A amiodarona é altamente lipofílica, deposita-se por muito tempo nos tecidos (tecido adiposo, pulmões, fígado) e é excretada muito lentamente do corpo, principalmente pela bile ( t 60-100 dias). Com o uso sistemático de amiodarona por longo prazo, são observados depósitos marrom-claros (promelanina e lipofuscina) ao longo do perímetro da córnea (geralmente não interferem na visão), bem como depósitos na pele, devido aos quais a pele adquire uma coloração cinza -matiz azul e torna-se altamente sensível aos raios ultravioleta (fotossensibilização).

Outros efeitos colaterais da amiodarona:

Bradicardia;

Diminuição da contratilidade miocárdica;

Dificuldade na condução atrioventricular;

Arritmias torsade de pointes (“torção de picos”; taquiarritmia ventricular com mudanças periódicas na direção das ondas QRS; associadas a desaceleração da repolarização e ocorrência de pós-despolarização precoce - antes do final da 3ª fase) em 2-5 % de pacientes;

Aumento do tônus ​​brônquico; :

Tremor, ataxia, parestesia;

Hiperfunção da glândula tireoide ou hipofunção da glândula tireoide (a amiodarona interfere na conversão de T4 em T3);

Disfunção hepática;

Pneumonite intersticial (associada à formação de radicais tóxicos de oxigênio, inibição de fosfolipases e desenvolvimento de lipofosfolipidose); possível fibrose pulmonar;

Náuseas, vômitos, prisão de ventre.

Sotalol (betapece) é um bloqueador β-adrenérgico, que ao mesmo tempo aumenta a duração do potencial de ação, ou seja, pertence a II e III classes de medicamentos antiarrítmicos. É usado para taquiarritmias ventriculares e supraventriculares (em particular, para fibrilação e flutter atrial para restaurar o ritmo sinusal das contrações atriais), bem como para extra-sístole. É desprovido de muitos efeitos colaterais característicos da amiodarona, mas apresenta efeitos colaterais característicos dos β-bloqueadores. Ao usar o medicamento, são possíveis arritmias torsade de pointes (1,5-2%).

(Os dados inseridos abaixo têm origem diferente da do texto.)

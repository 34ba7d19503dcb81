use thiserror::Error;

/// Errors surfaced by measurement hosts and the export pipeline.
///
/// Packing and table chunking never fail; malformed input there yields
/// degenerate pages instead of an error.
#[derive(Debug, Error)]
pub enum PrintError {
    /// The layout engine rejected a tree operation.
    #[error("layout error: {0}")]
    Layout(String),
    /// An image could not be read or decoded.
    #[error("asset error: {0}")]
    Asset(String),
    /// A font file could not be parsed.
    #[error("font error: {0}")]
    Font(String),
    /// Page capture to a bitmap failed.
    #[error("raster error: {0}")]
    Raster(String),
    /// PDF assembly failed.
    #[error("pdf error: {0}")]
    Pdf(String),
    /// Export was requested before pagination converged.
    #[error("pagination is not ready yet")]
    NotReady,
    /// Export was requested while another export is still running.
    #[error("an export is already running")]
    Busy,
    /// The frame loop gave up before the controller became ready.
    #[error("pagination did not become ready after {frames} frames")]
    Stalled { frames: u32 },
    #[error("invalid configuration: {0}")]
    InvalidConfiguration(String),
    #[error("io error: {0}")]
    Io(#[from] std::io::Error),
}

impl From<taffy::TaffyError> for PrintError {
    fn from(value: taffy::TaffyError) -> Self {
        PrintError::Layout(value.to_string())
    }
}

#[cfg(test)]
mod tests {
    use super::*;
    use std::error::Error as _;

    #[test]
    fn messages_name_the_failure() {
        assert_eq!(
            PrintError::Stalled { frames: 600 }.to_string(),
            "pagination did not become ready after 600 frames"
        );
        assert_eq!(PrintError::Busy.to_string(), "an export is already running");
        assert_eq!(
            PrintError::InvalidConfiguration("gapPx must be finite".into()).to_string(),
            "invalid configuration: gapPx must be finite"
        );
    }

    #[test]
    fn io_errors_keep_their_source() {
        let err: PrintError =
            std::io::Error::new(std::io::ErrorKind::NotFound, "letterhead.png").into();
        assert!(matches!(err, PrintError::Io(_)));
        assert_eq!(err.to_string(), "io error: letterhead.png");
        assert!(err.source().is_some());
        assert!(PrintError::NotReady.source().is_none());
    }
}
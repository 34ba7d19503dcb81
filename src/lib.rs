//! # bmu-print – measured pagination and PDF export
//!
//! Turns a list of content blocks (fragments of a small HTML subset) into
//! fixed-size printable pages with a letterhead band on top and a footer
//! band at the bottom, then exports them as PDF. The stages are:
//!
//! 1. **Measure** – lay blocks out off-screen at the content width and read
//!    their heights ([`surface`], [`layout`], [`style`], [`fonts`])
//! 2. **Settle** – re-measure over several frames until heights stop
//!    changing as images and fonts load ([`controller`], [`frame`])
//! 3. **Pack** – greedily fill pages ([`paginate`]); long tables are split
//!    into chunks first ([`table`])
//! 4. **Compose** – position every block on its page ([`document`],
//!    [`layout_config`])
//! 5. **Export** – capture pages as bitmaps and assemble the PDF
//!    ([`export`], [`raster`], [`render`])
//!
//! [`pipeline`] runs all of it in one call.

pub mod assets;
pub mod controller;
pub mod document;
pub mod error;
pub mod export;
pub mod fonts;
pub mod frame;
pub mod layout;
pub mod layout_config;
pub mod markup;
pub mod paginate;
pub mod pipeline;
pub mod raster;
pub mod render;
pub mod style;
pub mod surface;
pub mod table;
pub mod templates;

/// CSS pixels per inch.
pub const PX_PER_IN: f32 = 96.0;

// Re-exports for convenience
pub use controller::{run_until_ready, MeasureState, PaginationController, PaginationOptions};
pub use document::{DocumentOptions, PrintableDocument};
pub use error::PrintError;
pub use export::{ExportDate, ExportJob, ExportProgress, ExportedPdf};
pub use markup::{split_blocks, Block};
pub use paginate::{paginate_blocks, PageData, PaginationInput};
pub use pipeline::{generate_document, OutputMode};
pub use surface::{HostEvent, LayoutSurface, MeasureSurface};
pub use table::{chunk_rows, Chunk, PaginatedTable, TableSource};
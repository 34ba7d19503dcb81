//! Image assets – header/footer bands and images inside blocks.
//!
//! Sources are either `data:<mime>;base64,<data>` URIs or paths relative to
//! the store's base directory. Images are registered first and loaded
//! later, so a measurement surface can model the browser's asynchronous
//! image loading: until an image resolves it has no intrinsic size.

use std::collections::{BTreeMap, VecDeque};
use std::path::{Path, PathBuf};
use std::sync::Arc;

use base64::{engine::general_purpose::STANDARD as BASE64_STD, Engine as _};

use crate::error::PrintError;

/// A decoded image: encoded bytes (for PDF embedding) plus RGBA pixels
/// (for rasterization).
#[derive(Debug)]
pub struct DecodedImage {
    pub bytes: Vec<u8>,
    pub rgba: image::RgbaImage,
}

impl DecodedImage {
    pub fn width(&self) -> u32 {
        self.rgba.width()
    }

    pub fn height(&self) -> u32 {
        self.rgba.height()
    }
}

#[derive(Debug, Clone)]
pub enum ImageState {
    Pending,
    Ready(Arc<DecodedImage>),
    Failed(String),
}

/// Anything that can report an image's intrinsic size in CSS px.
/// Unknown or not-yet-loaded images report `None`.
pub trait ImageSizes {
    fn intrinsic_size(&self, src: &str) -> Option<(f32, f32)>;
}

/// Lookup that knows no images; every image lays out at its CSS size.
pub struct NoImages;

impl ImageSizes for NoImages {
    fn intrinsic_size(&self, _src: &str) -> Option<(f32, f32)> {
        None
    }
}

#[derive(Debug, Clone, Default)]
pub struct ImageStore {
    base_dir: Option<PathBuf>,
    images: BTreeMap<String, ImageState>,
    queue: VecDeque<String>,
}

impl ImageStore {
    pub fn new() -> Self {
        Self::default()
    }

    /// Resolve relative paths against `dir`.
    pub fn with_base_dir(dir: impl Into<PathBuf>) -> Self {
        Self {
            base_dir: Some(dir.into()),
            ..Self::default()
        }
    }

    /// Register `src` as pending. Already known sources are left alone.
    /// Returns true when the source was new.
    pub fn register(&mut self, src: &str) -> bool {
        if self.images.contains_key(src) {
            return false;
        }
        self.images.insert(src.to_string(), ImageState::Pending);
        self.queue.push_back(src.to_string());
        true
    }

    pub fn pending_count(&self) -> usize {
        self.queue.len()
    }

    /// Load the oldest pending image. Failures are recorded, not returned,
    /// so a broken image never blocks the rest of the queue.
    pub fn load_next(&mut self) -> Option<String> {
        let src = self.queue.pop_front()?;
        let state = match self.decode(&src) {
            Ok(img) => ImageState::Ready(Arc::new(img)),
            Err(e) => {
                log::warn!("Skipping image — {e}");
                ImageState::Failed(e.to_string())
            }
        };
        self.images.insert(src.clone(), state);
        Some(src)
    }

    /// Register and load every pending image right away.
    pub fn load_all(&mut self) {
        while self.load_next().is_some() {}
    }

    /// Decoded image for `src`, loading it synchronously when unknown.
    pub fn fetch(&mut self, src: &str) -> Result<Arc<DecodedImage>, PrintError> {
        if self.register(src) {
            self.queue.retain(|queued| queued != src);
            let state = match self.decode(src) {
                Ok(img) => ImageState::Ready(Arc::new(img)),
                Err(e) => ImageState::Failed(e.to_string()),
            };
            self.images.insert(src.to_string(), state);
        }
        match self.images.get(src) {
            Some(ImageState::Ready(img)) => Ok(Arc::clone(img)),
            Some(ImageState::Failed(msg)) => Err(PrintError::Asset(msg.clone())),
            _ => Err(PrintError::Asset(format!("image {} is still loading", preview(src)))),
        }
    }

    pub fn state(&self, src: &str) -> Option<&ImageState> {
        self.images.get(src)
    }

    fn decode(&self, src: &str) -> Result<DecodedImage, PrintError> {
        let bytes = if src.starts_with("data:") {
            parse_data_uri(src)?
        } else {
            let path = match &self.base_dir {
                Some(dir) => dir.join(src),
                None => Path::new(src).to_path_buf(),
            };
            std::fs::read(&path).map_err(|e| {
                PrintError::Asset(format!("cannot read {}: {e}", path.display()))
            })?
        };
        let rgba = image::load_from_memory(&bytes)
            .map_err(|e| PrintError::Asset(format!("decode error: {e}")))?
            .to_rgba8();
        Ok(DecodedImage { bytes, rgba })
    }
}

impl ImageSizes for ImageStore {
    fn intrinsic_size(&self, src: &str) -> Option<(f32, f32)> {
        match self.images.get(src)? {
            ImageState::Ready(img) => Some((img.width() as f32, img.height() as f32)),
            _ => None,
        }
    }
}

fn preview(src: &str) -> &str {
    match src.char_indices().nth(60) {
        Some((idx, _)) => &src[..idx],
        None => src,
    }
}

/// Decode a `data:<mime>;base64,<data>` URI.
pub fn parse_data_uri(src: &str) -> Result<Vec<u8>, PrintError> {
    let rest = src.strip_prefix("data:").ok_or_else(|| {
        PrintError::Asset(format!("not a data URI: {:?}", preview(src)))
    })?;
    let (header, data) = rest.split_once(',').ok_or_else(|| {
        PrintError::Asset("invalid data URI: missing `,` separator".to_string())
    })?;
    if !header.contains(";base64") {
        return Err(PrintError::Asset(
            "only base64-encoded data URIs are supported".to_string(),
        ));
    }
    BASE64_STD
        .decode(data.trim())
        .map_err(|e| PrintError::Asset(format!("base64 decode error: {e}")))
}

#[cfg(test)]
pub(crate) mod tests {
    use super::*;

    /// A `w`×`h` solid PNG as a data URI.
    pub(crate) fn png_data_uri(w: u32, h: u32, rgb: [u8; 3]) -> String {
        let img = image::RgbaImage::from_pixel(w, h, image::Rgba([rgb[0], rgb[1], rgb[2], 255]));
        let mut bytes = Vec::new();
        img.write_to(&mut std::io::Cursor::new(&mut bytes), image::ImageFormat::Png)
            .expect("encode png");
        format!("data:image/png;base64,{}", BASE64_STD.encode(bytes))
    }

    #[test]
    fn pending_images_have_no_size_until_loaded() {
        let src = png_data_uri(4, 2, [255, 0, 0]);
        let mut store = ImageStore::new();
        assert!(store.register(&src));
        assert!(!store.register(&src));
        assert_eq!(store.intrinsic_size(&src), None);
        assert_eq!(store.load_next().as_deref(), Some(src.as_str()));
        assert_eq!(store.intrinsic_size(&src), Some((4.0, 2.0)));
        assert_eq!(store.pending_count(), 0);
    }

    #[test]
    fn broken_images_fail_without_blocking_the_queue() {
        let good = png_data_uri(1, 1, [0, 0, 0]);
        let mut store = ImageStore::new();
        store.register("data:image/png;base64,!!!");
        store.register(&good);
        store.load_all();
        assert!(matches!(
            store.state("data:image/png;base64,!!!"),
            Some(ImageState::Failed(_))
        ));
        assert!(store.fetch(&good).is_ok());
    }

    #[test]
    fn fetch_loads_unknown_sources_synchronously() {
        let src = png_data_uri(3, 3, [0, 0, 255]);
        let mut store = ImageStore::new();
        let img = store.fetch(&src).unwrap();
        assert_eq!((img.width(), img.height()), (3, 3));
        assert!(store.fetch("missing-file.png").is_err());
    }

    #[test]
    fn rejects_non_base64_data_uri() {
        assert!(parse_data_uri("data:image/png,abc").is_err());
        assert!(parse_data_uri("logo.png").is_err());
    }
}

Bretílio(ornid) aumenta a duração do potencial de ação principalmente em cardiomiócitos ventriculares e é usado para taquiarritmias ventriculares (pode ser administrado por via intravenosa para aliviar arritmias). Também possui propriedades simpatolíticas.

Drogas que aumentam a duração do potencial de ação e, consequentemente, o ERP nos átrios são eficazes para converter a fibrilação atrial em ritmo sinusal.

Foram sintetizados compostos que bloqueiam seletivamente os canais de K + e aumentam a duração do potencial de ação e ERP sem afetar outras propriedades dos cardiomiócitos - drogas “puras” III aula ibutilida E dofetilvd. Essas drogas têm efeito antifibrilatório seletivo. Eles são usados ​​para converter a fibrilação atrial em ritmo sinusal e para prevenir a fibrilação atrial subsequente. Arritmias Torsade de pointes são possíveis com o uso de ibutilida e dofetilida.